His full name is Raymond Anthony McCarron Jr. That quickly got shortened to Anthony Junior, and then to AJ.
“My mom [Dee Dee Bonner] doesn’t like any periods in there,” McCarron says.
And what mom says is the law.
Except when it comes to WaveRunners, a speedboat that, for better or worse, is at the heart of the story that best defines McCarron.
When McCarron was 5, he was riding on a WaveRunner, reached for the brake and hit the accelerator instead. The sudden speed sent him flying off the vehicle and onto a dock, face first. He was taken to a hospital with his left eye hanging by a tendon and injuries so severe that it took eight hours of surgery and 86 staples to put him back together.
“I don’t remember much,” he says. “I remember going around the corner, then waking up, then having people help me to walk and telling them they didn’t need to, that I was OK. And then starting to fall when they let go.”
He says he learned later that, right after the surgery, the doctors summoned his family and told them to spend as much time as they could with their son “because we might lose him.”
In previous story-telling of the incident, McCarron has likened his surgery to the 1997 John Travolta/Nicolas Cage movie “Face/Off,” in which faces are peeled off and exchanged. Thursday he says that, while there are now no visible scars, he has a huge one hidden by his hair that runs over the top of his head, from one ear to the other.
The surgery left some permanent hardware in various parts of his head, triggering the predictable “loose screws” comments from friends. McCarron also says that occasionally, on very cold days, he will get quick, sharp pains near one of his eyes.

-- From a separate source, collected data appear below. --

use serde::{Deserialize, Serialize};

use crate::message::{Message, MessageTarget};
use crate::value_objects::{GroupId, UserId};

/// 历史查询的会话选择器
#[derive(Debug, Clone, Copy, PartialEq, Eq, Hash, Serialize, Deserialize)]
#[serde(tag = "kind", rename_all = "camelCase")]
pub enum ConversationSelector {
    /// 两个用户之间的单聊，不区分发送方向
    #[serde(rename_all = "camelCase")]
    Direct { user_a: UserId, user_b: UserId },
    #[serde(rename_all = "camelCase")]
    Group { group_id: GroupId },
}

impl ConversationSelector {
    pub fn matches(&self, message: &Message) -> bool {
        match (self, &message.target) {
            (
                ConversationSelector::Direct { user_a, user_b },
                MessageTarget::Direct { receiver_id },
            ) => {
                (message.sender_id == *user_a && receiver_id == user_b)
                    || (message.sender_id == *user_b && receiver_id == user_a)
            }
            (ConversationSelector::Group { group_id }, MessageTarget::Group { group_id: target }) => {
                group_id == target
            }
            _ => false,
        }
    }

    /// 单聊中除 `me` 以外的另一方
    pub fn peer_of(&self, me: UserId) -> Option<UserId> {
        match self {
            ConversationSelector::Direct { user_a, user_b } if *user_a == me => Some(*user_b),
            ConversationSelector::Direct { user_a, user_b } if *user_b == me => Some(*user_a),
            _ => None,
        }
    }
}

#[cfg(test)]
mod tests {
    use super::*;
    use crate::message::{MessageBody, MessageType};
    use crate::value_objects::MessageId;
    use chrono::Utc;
    use uuid::Uuid;

    fn direct(sender: UserId, receiver: UserId) -> Message {
        Message::new(
            MessageId::generate(),
            sender,
            MessageTarget::Direct { receiver_id: receiver },
            MessageBody::parse("hello").unwrap(),
            MessageType::Text,
            Utc::now(),
        )
    }

    #[test]
    fn direct_selector_matches_both_directions_only() {
        let a = UserId::from(Uuid::new_v4());
        let b = UserId::from(Uuid::new_v4());
        let c = UserId::from(Uuid::new_v4());
        let selector = ConversationSelector::Direct { user_a: a, user_b: b };

        assert!(selector.matches(&direct(a, b)));
        assert!(selector.matches(&direct(b, a)));
        assert!(!selector.matches(&direct(a, c)));
        assert_eq!(selector.peer_of(a), Some(b));
        assert_eq!(selector.peer_of(c), None);
    }
}
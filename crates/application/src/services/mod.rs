mod delivery_router;
mod history_reader;
mod status_tracker;

#[cfg(test)]
mod test_support;
#[cfg(test)]
mod delivery_router_tests;

pub use delivery_router::{DeliveryRouter, DeliveryRouterDependencies, SendMessageRequest};
pub use history_reader::{
    HistoryQuery, HistoryReader, HistoryReaderDependencies, HistorySettings,
};
pub use status_tracker::{StatusTracker, StatusTrackerDependencies};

So, one would think that WaveRunners would be off the menu.
“I’ve got one of the fastest ones Yamaha makes,” McCarron says. “It’s supposed to top out at 89 miles an hour. During the summer, I’ll get up early, play golf and then spend the rest of the day on the water. I’m just crazy on it. My mom hates it.”
Parents can be stuffy that way.
McCarron showed up for an interview session Thursday with his dark hair spiked, his big brown eyes wide open and a grin on his face that seemed to say he was more than ready to face LSU again Monday night, this time for the Bowl Championship Series championship.

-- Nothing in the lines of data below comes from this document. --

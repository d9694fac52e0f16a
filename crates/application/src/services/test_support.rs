//! 服务层测试夹具：内存存储 + 进程内连接中心 + 手动时钟

use std::sync::Arc;
use std::time::Duration;

use chrono::Utc;
use domain::{Group, GroupId, MessageTarget, MessageType, UserId};
use tokio::sync::mpsc::UnboundedReceiver;
use uuid::Uuid;

use crate::{
    background::BackgroundTasks,
    clock::ManualClock,
    events::ServerEvent,
    local_broadcast::LocalConnectionHub,
    memory::{InMemoryGroupRepository, InMemoryMessageRepository, InMemoryUserDirectory},
    presence::PresenceRegistry,
    repository::{GroupRepository, MessageRepository, UserDirectory},
    suppressor::DuplicateSuppressor,
};

use super::{
    DeliveryRouter, DeliveryRouterDependencies, HistoryReader, HistoryReaderDependencies,
    HistorySettings, SendMessageRequest, StatusTracker, StatusTrackerDependencies,
};

pub struct Harness {
    pub hub: Arc<LocalConnectionHub>,
    pub presence: Arc<PresenceRegistry>,
    pub messages: Arc<InMemoryMessageRepository>,
    pub groups: Arc<InMemoryGroupRepository>,
    pub users: Arc<InMemoryUserDirectory>,
    pub clock: Arc<ManualClock>,
    pub suppressor: Arc<DuplicateSuppressor>,
    pub tasks: BackgroundTasks,
}

impl Harness {
    pub fn new() -> Self {
        let hub = Arc::new(LocalConnectionHub::new());
        let clock = Arc::new(ManualClock::default());
        Self {
            presence: Arc::new(PresenceRegistry::new(hub.clone())),
            hub,
            messages: Arc::new(InMemoryMessageRepository::new()),
            groups: Arc::new(InMemoryGroupRepository::new()),
            users: Arc::new(InMemoryUserDirectory::new()),
            suppressor: Arc::new(DuplicateSuppressor::new(
                Duration::from_millis(3_000),
                Duration::from_millis(10_000),
                clock.clone(),
            )),
            clock,
            tasks: BackgroundTasks::start(),
        }
    }

    pub fn router(&self) -> DeliveryRouter {
        self.router_with(self.messages.clone(), self.groups.clone(), self.users.clone())
    }

    pub fn router_with(
        &self,
        message_repository: Arc<dyn MessageRepository>,
        group_repository: Arc<dyn GroupRepository>,
        user_directory: Arc<dyn UserDirectory>,
    ) -> DeliveryRouter {
        DeliveryRouter::new(DeliveryRouterDependencies {
            message_repository,
            group_repository,
            user_directory,
            presence: self.presence.clone(),
            suppressor: self.suppressor.clone(),
            tasks: self.tasks.clone(),
            clock: self.clock.clone(),
        })
    }

    pub fn tracker(&self) -> StatusTracker {
        StatusTracker::new(StatusTrackerDependencies {
            message_repository: self.messages.clone(),
            presence: self.presence.clone(),
            clock: self.clock.clone(),
        })
    }

    pub fn reader(&self) -> HistoryReader {
        self.reader_with(self.messages.clone(), HistorySettings::default())
    }

    pub fn reader_with(
        &self,
        message_repository: Arc<dyn MessageRepository>,
        settings: HistorySettings,
    ) -> HistoryReader {
        HistoryReader::new(HistoryReaderDependencies {
            message_repository,
            presence: self.presence.clone(),
            tasks: self.tasks.clone(),
            settings,
        })
    }

    /// 用户上线，返回其连接的事件接收端（已清空上线广播）
    pub fn go_online(&self, user_id: UserId) -> UnboundedReceiver<ServerEvent> {
        let (handle, mut rx) = self.hub.connect();
        self.presence.join(user_id, handle);
        while rx.try_recv().is_ok() {}
        rx
    }

    pub async fn group_with(&self, members: &[UserId]) -> GroupId {
        let id = GroupId::from(Uuid::new_v4());
        self.groups
            .insert(Group {
                id,
                name: "team".to_string(),
                members: members.to_vec(),
                updated_at: Utc::now() - chrono::Duration::days(1),
            })
            .await;
        id
    }
}

pub fn user() -> UserId {
    UserId::from(Uuid::new_v4())
}

pub fn direct(sender_id: UserId, receiver_id: UserId, body: &str) -> SendMessageRequest {
    SendMessageRequest {
        sender_id,
        target: MessageTarget::Direct { receiver_id },
        body: body.to_string(),
        message_type: MessageType::Text,
    }
}

pub fn to_group(sender_id: UserId, group_id: GroupId, body: &str) -> SendMessageRequest {
    SendMessageRequest {
        sender_id,
        target: MessageTarget::Group { group_id },
        body: body.to_string(),
        message_type: MessageType::Text,
    }
}

/// 取出所有已到达的事件，忽略在线名单广播
pub fn drain_events(rx: &mut UnboundedReceiver<ServerEvent>) -> Vec<ServerEvent> {
    let mut events = Vec::new();
    while let Ok(event) = rx.try_recv() {
        if !matches!(event, ServerEvent::OnlineUsers(_)) {
            events.push(event);
        }
    }
    events
}
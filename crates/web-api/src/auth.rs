//! JWT 认证
//!
//! 令牌的 `sub` 即用户 id；签发只用于开发和测试，正式环境由外部认证服务签发。

use axum::{extract::FromRequestParts, http::request::Parts, http::HeaderMap};
use config::JwtConfig;
use domain::UserId;
use jsonwebtoken::{decode, encode, DecodingKey, EncodingKey, Header, Validation};
use serde::{Deserialize, Serialize};
use uuid::Uuid;

use crate::{error::ApiError, state::AppState};

#[derive(Debug, Serialize, Deserialize)]
pub struct Claims {
    pub sub: Uuid,
    pub exp: i64,
}

#[derive(Clone)]
pub struct JwtService {
    config: JwtConfig,
    encoding_key: EncodingKey,
    decoding_key: DecodingKey,
}

impl JwtService {
    pub fn new(config: JwtConfig) -> Self {
        let encoding_key = EncodingKey::from_secret(config.secret.as_ref());
        let decoding_key = DecodingKey::from_secret(config.secret.as_ref());

        Self {
            config,
            encoding_key,
            decoding_key,
        }
    }

    pub fn generate_token(&self, user_id: UserId) -> Result<String, ApiError> {
        let exp = chrono::Utc::now() + chrono::Duration::hours(self.config.expiration_hours);
        let claims = Claims {
            sub: Uuid::from(user_id),
            exp: exp.timestamp(),
        };

        encode(&Header::default(), &claims, &self.encoding_key).map_err(|err| {
            ApiError::internal_server_error(format!("Token generation failed: {}", err))
        })
    }

    pub fn verify_token(&self, token: &str) -> Result<UserId, ApiError> {
        decode::<Claims>(token, &self.decoding_key, &Validation::default())
            .map(|token_data| UserId::from(token_data.claims.sub))
            .map_err(|err| ApiError::unauthorized(format!("Invalid token: {}", err)))
    }

    /// 从 `Authorization: Bearer <token>` 中解析用户
    pub fn extract_user_from_headers(&self, headers: &HeaderMap) -> Result<UserId, ApiError> {
        let auth_header = headers
            .get(axum::http::header::AUTHORIZATION)
            .and_then(|header| header.to_str().ok())
            .ok_or_else(|| ApiError::unauthorized("Missing authorization header"))?;

        let token = auth_header
            .strip_prefix("Bearer ")
            .ok_or_else(|| ApiError::unauthorized("Invalid authorization header format"))?;

        self.verify_token(token)
    }
}

/// 已认证的请求方
#[derive(Debug, Clone, Copy)]
pub struct AuthUser(pub UserId);

impl FromRequestParts<AppState> for AuthUser {
    type Rejection = ApiError;

    async fn from_request_parts(
        parts: &mut Parts,
        state: &AppState,
    ) -> Result<Self, Self::Rejection> {
        state
            .jwt_service
            .extract_user_from_headers(&parts.headers)
            .map(AuthUser)
    }
}
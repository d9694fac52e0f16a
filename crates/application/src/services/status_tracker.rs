use std::sync::Arc;

use domain::{Acknowledgement, AcknowledgementKind, MessageId, MessageStatus, UserId};

use crate::{
    clock::Clock,
    error::ApplicationError,
    events::{ServerEvent, StatusUpdate},
    presence::PresenceRegistry,
    repository::MessageRepository,
};

pub struct StatusTrackerDependencies {
    pub message_repository: Arc<dyn MessageRepository>,
    pub presence: Arc<PresenceRegistry>,
    pub clock: Arc<dyn Clock>,
}

/// 送达 / 已读确认
///
/// 所有操作都是幂等的；消息不存在或发送者离线都不算错误。
pub struct StatusTracker {
    deps: StatusTrackerDependencies,
}

impl StatusTracker {
    pub fn new(deps: StatusTrackerDependencies) -> Self {
        Self { deps }
    }

    pub async fn acknowledge_delivered(
        &self,
        message_id: MessageId,
        user_id: UserId,
    ) -> Result<Option<MessageStatus>, ApplicationError> {
        self.acknowledge(message_id, user_id, AcknowledgementKind::Delivered)
            .await
    }

    pub async fn acknowledge_read(
        &self,
        message_id: MessageId,
        user_id: UserId,
    ) -> Result<Option<MessageStatus>, ApplicationError> {
        self.acknowledge(message_id, user_id, AcknowledgementKind::Read)
            .await
    }

    /// 返回确认后的粗粒度状态；消息不存在或确认方无权确认时返回 `None`
    async fn acknowledge(
        &self,
        message_id: MessageId,
        user_id: UserId,
        kind: AcknowledgementKind,
    ) -> Result<Option<MessageStatus>, ApplicationError> {
        let ack = Acknowledgement {
            kind,
            user_id,
            at: self.deps.clock.now(),
        };

        let Some(message) = self
            .deps
            .message_repository
            .acknowledge(message_id, ack)
            .await?
        else {
            tracing::debug!(message_id = %message_id, "确认的消息不存在，忽略");
            return Ok(None);
        };

        if !message.accepts_acknowledgement_from(user_id) {
            tracing::debug!(
                message_id = %message_id,
                user_id = %user_id,
                "忽略非接收方的确认"
            );
            return Ok(None);
        }

        let notified = self.deps.presence.notify(
            message.sender_id,
            ServerEvent::MessageStatusUpdate(StatusUpdate {
                message_id,
                status: message.status,
            }),
        );
        tracing::debug!(
            message_id = %message_id,
            user_id = %user_id,
            status = %message.status,
            notified,
            "消息确认已记录"
        );

        Ok(Some(message.status))
    }

    /// 把 sender → receiver 方向上的消息全部置为已读，返回实际变更的条数。
    ///
    /// 发送者在线时收到一条汇总通知，不逐条推送。
    pub async fn mark_conversation_read(
        &self,
        sender_id: UserId,
        receiver_id: UserId,
    ) -> Result<usize, ApplicationError> {
        let updated = self
            .deps
            .message_repository
            .mark_conversation_read(sender_id, receiver_id)
            .await?;

        let notified = self
            .deps
            .presence
            .notify(sender_id, ServerEvent::MessagesMarkedRead { receiver_id });
        tracing::info!(
            sender_id = %sender_id,
            receiver_id = %receiver_id,
            updated = updated.len(),
            notified,
            "会话已标记为已读"
        );

        Ok(updated.len())
    }
}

“I really don’t get all that nervous for the big games,” he says. “It’s the not-so-big ones, like maybe Georgia Southern, where they throw everything at you because they have nothing to lose. Those make me nervous.”
In his first year as Alabama’s quarterback, taking a position once held by the likes of Bart Starr and Joe Namath and Ken Stabler — not to mention recent star Greg McElroy, who is Mark Sanchez’s backup with the New York Jets — McCarron went 11-1, completed 66% of his passes for 2,400 yards and 16 touchdowns. He had only five of his passes intercepted, which was perfect on a team in which the offensive unit was pretty much there to be seen and not heard, as the adults on the defensive unit carried the conversation.

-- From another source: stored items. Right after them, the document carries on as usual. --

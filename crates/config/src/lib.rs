//! 统一配置中心
//!
//! 配置按以下顺序叠加（后者覆盖前者）：
//! - 内置默认值
//! - 可选的 YAML 配置文件（默认 `config.yaml`）
//! - `CHAT_` 前缀的环境变量，层级用 `__` 分隔，例如 `CHAT_SERVER__PORT=9000`

use std::path::Path;
use std::time::Duration;

use figment::{
    providers::{Env, Format, Serialized, Yaml},
    Figment,
};
use serde::{Deserialize, Serialize};

/// 环境变量前缀
pub const ENV_PREFIX: &str = "CHAT_";

/// 全局应用配置
#[derive(Debug, Clone, Default, Serialize, Deserialize)]
pub struct AppConfig {
    pub server: ServerConfig,
    pub database: DatabaseConfig,
    pub jwt: JwtConfig,
    pub delivery: DeliveryConfig,
    pub history: HistoryConfig,
}

/// 服务器配置
#[derive(Debug, Clone, Serialize, Deserialize)]
pub struct ServerConfig {
    pub host: String,
    pub port: u16,
}

impl Default for ServerConfig {
    fn default() -> Self {
        Self {
            host: "127.0.0.1".to_string(),
            port: 8080,
        }
    }
}

/// 数据库配置；未设置 `url` 时使用内存存储
#[derive(Debug, Clone, Serialize, Deserialize)]
pub struct DatabaseConfig {
    pub url: Option<String>,
    pub max_connections: u32,
}

impl Default for DatabaseConfig {
    fn default() -> Self {
        Self {
            url: None,
            max_connections: 5,
        }
    }
}

/// JWT配置
#[derive(Debug, Clone, Serialize, Deserialize)]
pub struct JwtConfig {
    pub secret: String,
    pub expiration_hours: i64,
}

impl Default for JwtConfig {
    fn default() -> Self {
        Self {
            secret: "dev-secret-key-not-for-production-use-minimum-32-chars".to_string(),
            expiration_hours: 24,
        }
    }
}

/// 重复发送抑制配置
#[derive(Debug, Clone, Serialize, Deserialize)]
pub struct DeliveryConfig {
    /// 同一 (发送者, 目标, 正文) 在该窗口内重复发送会被折叠
    pub suppression_window_ms: u64,
    /// 抑制记录的保留时长，必须不小于抑制窗口
    pub suppression_retention_ms: u64,
    /// 后台清理周期
    pub sweep_interval_ms: u64,
}

impl Default for DeliveryConfig {
    fn default() -> Self {
        Self {
            suppression_window_ms: 3_000,
            suppression_retention_ms: 10_000,
            sweep_interval_ms: 10_000,
        }
    }
}

impl DeliveryConfig {
    pub fn suppression_window(&self) -> Duration {
        Duration::from_millis(self.suppression_window_ms)
    }

    pub fn suppression_retention(&self) -> Duration {
        Duration::from_millis(self.suppression_retention_ms)
    }

    pub fn sweep_interval(&self) -> Duration {
        Duration::from_millis(self.sweep_interval_ms)
    }
}

/// 历史消息查询配置
#[derive(Debug, Clone, Serialize, Deserialize)]
pub struct HistoryConfig {
    pub default_limit: u32,
    pub max_limit: u32,
    /// 单个存储查询（计数 / 分页）的时间预算
    pub query_budget_ms: u64,
    /// 整个历史请求的超时，超时返回空页而不是错误
    pub overall_timeout_ms: u64,
}

impl Default for HistoryConfig {
    fn default() -> Self {
        Self {
            default_limit: 50,
            max_limit: 100,
            query_budget_ms: 3_000,
            overall_timeout_ms: 5_000,
        }
    }
}

impl HistoryConfig {
    pub fn query_budget(&self) -> Duration {
        Duration::from_millis(self.query_budget_ms)
    }

    pub fn overall_timeout(&self) -> Duration {
        Duration::from_millis(self.overall_timeout_ms)
    }
}

impl AppConfig {
    /// 默认值 + `config.yaml` + 环境变量
    pub fn load() -> Result<Self, ConfigError> {
        Self::load_from("config.yaml")
    }

    /// 指定 YAML 文件路径加载；文件不存在时跳过该层
    pub fn load_from(path: impl AsRef<Path>) -> Result<Self, ConfigError> {
        let figment = Self::figment()
            .merge(Yaml::file(path.as_ref()))
            .merge(Env::prefixed(ENV_PREFIX).split("__"));
        Self::from_figment(figment)
    }

    /// 只包含默认值的 figment，便于调用方继续叠加
    pub fn figment() -> Figment {
        Figment::from(Serialized::defaults(AppConfig::default()))
    }

    pub fn from_figment(figment: Figment) -> Result<Self, ConfigError> {
        let config: AppConfig = figment
            .extract()
            .map_err(|err| ConfigError::Load(Box::new(err)))?;
        config.validate()?;
        Ok(config)
    }

    /// 验证配置有效性
    pub fn validate(&self) -> Result<(), ConfigError> {
        if self.jwt.secret.len() < 32 {
            return Err(ConfigError::InvalidJwtSecret(
                "JWT secret must be at least 32 characters long".to_string(),
            ));
        }

        if let Some(url) = &self.database.url {
            if url.is_empty() {
                return Err(ConfigError::InvalidDatabaseConfig(
                    "database url cannot be empty when set".to_string(),
                ));
            }
            if self.database.max_connections == 0 {
                return Err(ConfigError::InvalidDatabaseConfig(
                    "max connections must be greater than 0".to_string(),
                ));
            }
        }

        let delivery = &self.delivery;
        if delivery.suppression_window_ms == 0 || delivery.sweep_interval_ms == 0 {
            return Err(ConfigError::InvalidDeliveryConfig(
                "suppression window and sweep interval must be greater than 0".to_string(),
            ));
        }
        if delivery.suppression_retention_ms < delivery.suppression_window_ms {
            return Err(ConfigError::InvalidDeliveryConfig(
                "suppression retention must not be shorter than the suppression window"
                    .to_string(),
            ));
        }

        let history = &self.history;
        if history.default_limit == 0 || history.default_limit > history.max_limit {
            return Err(ConfigError::InvalidHistoryConfig(
                "limits must satisfy 1 <= default_limit <= max_limit".to_string(),
            ));
        }
        if history.query_budget_ms == 0 || history.query_budget_ms > history.overall_timeout_ms {
            return Err(ConfigError::InvalidHistoryConfig(
                "query budget must be non-zero and not exceed the overall timeout".to_string(),
            ));
        }

        Ok(())
    }

    pub fn bind_address(&self) -> String {
        format!("{}:{}", self.server.host, self.server.port)
    }
}

/// 配置错误类型
#[derive(Debug, thiserror::Error)]
pub enum ConfigError {
    #[error("failed to load configuration: {0}")]
    Load(#[source] Box<figment::Error>),
    #[error("Invalid JWT secret: {0}")]
    InvalidJwtSecret(String),
    #[error("Invalid database configuration: {0}")]
    InvalidDatabaseConfig(String),
    #[error("Invalid delivery configuration: {0}")]
    InvalidDeliveryConfig(String),
    #[error("Invalid history configuration: {0}")]
    InvalidHistoryConfig(String),
}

“The defense. That’s all we ever hear about,” McCarron says. “We like that.”
Win or lose Monday night, it seems clear that a country of college football fans will begin hearing lots more about McCarron. He has kept it close to the vest this season, playing second fiddle to a bunch of guys who do the hitting, rather than the usually more glamorous running and passing. He has been the good Alabama soldier in all regards.
“Whatever it takes to win a national championship, I’ll do it,” he says.
But don’t expect the player with the nickname “Bama Boy,” who has a large chest tattoo that includes five family names and a crying Jesus and also has All-American potential, to be a football wallflower for long. Listen for his name next season when you hear the words “Matt Barkley and Heisman trophy.” And expect a future of football prominence.
Maybe even, when he gets to the NFL, his own WaveRunner commercial.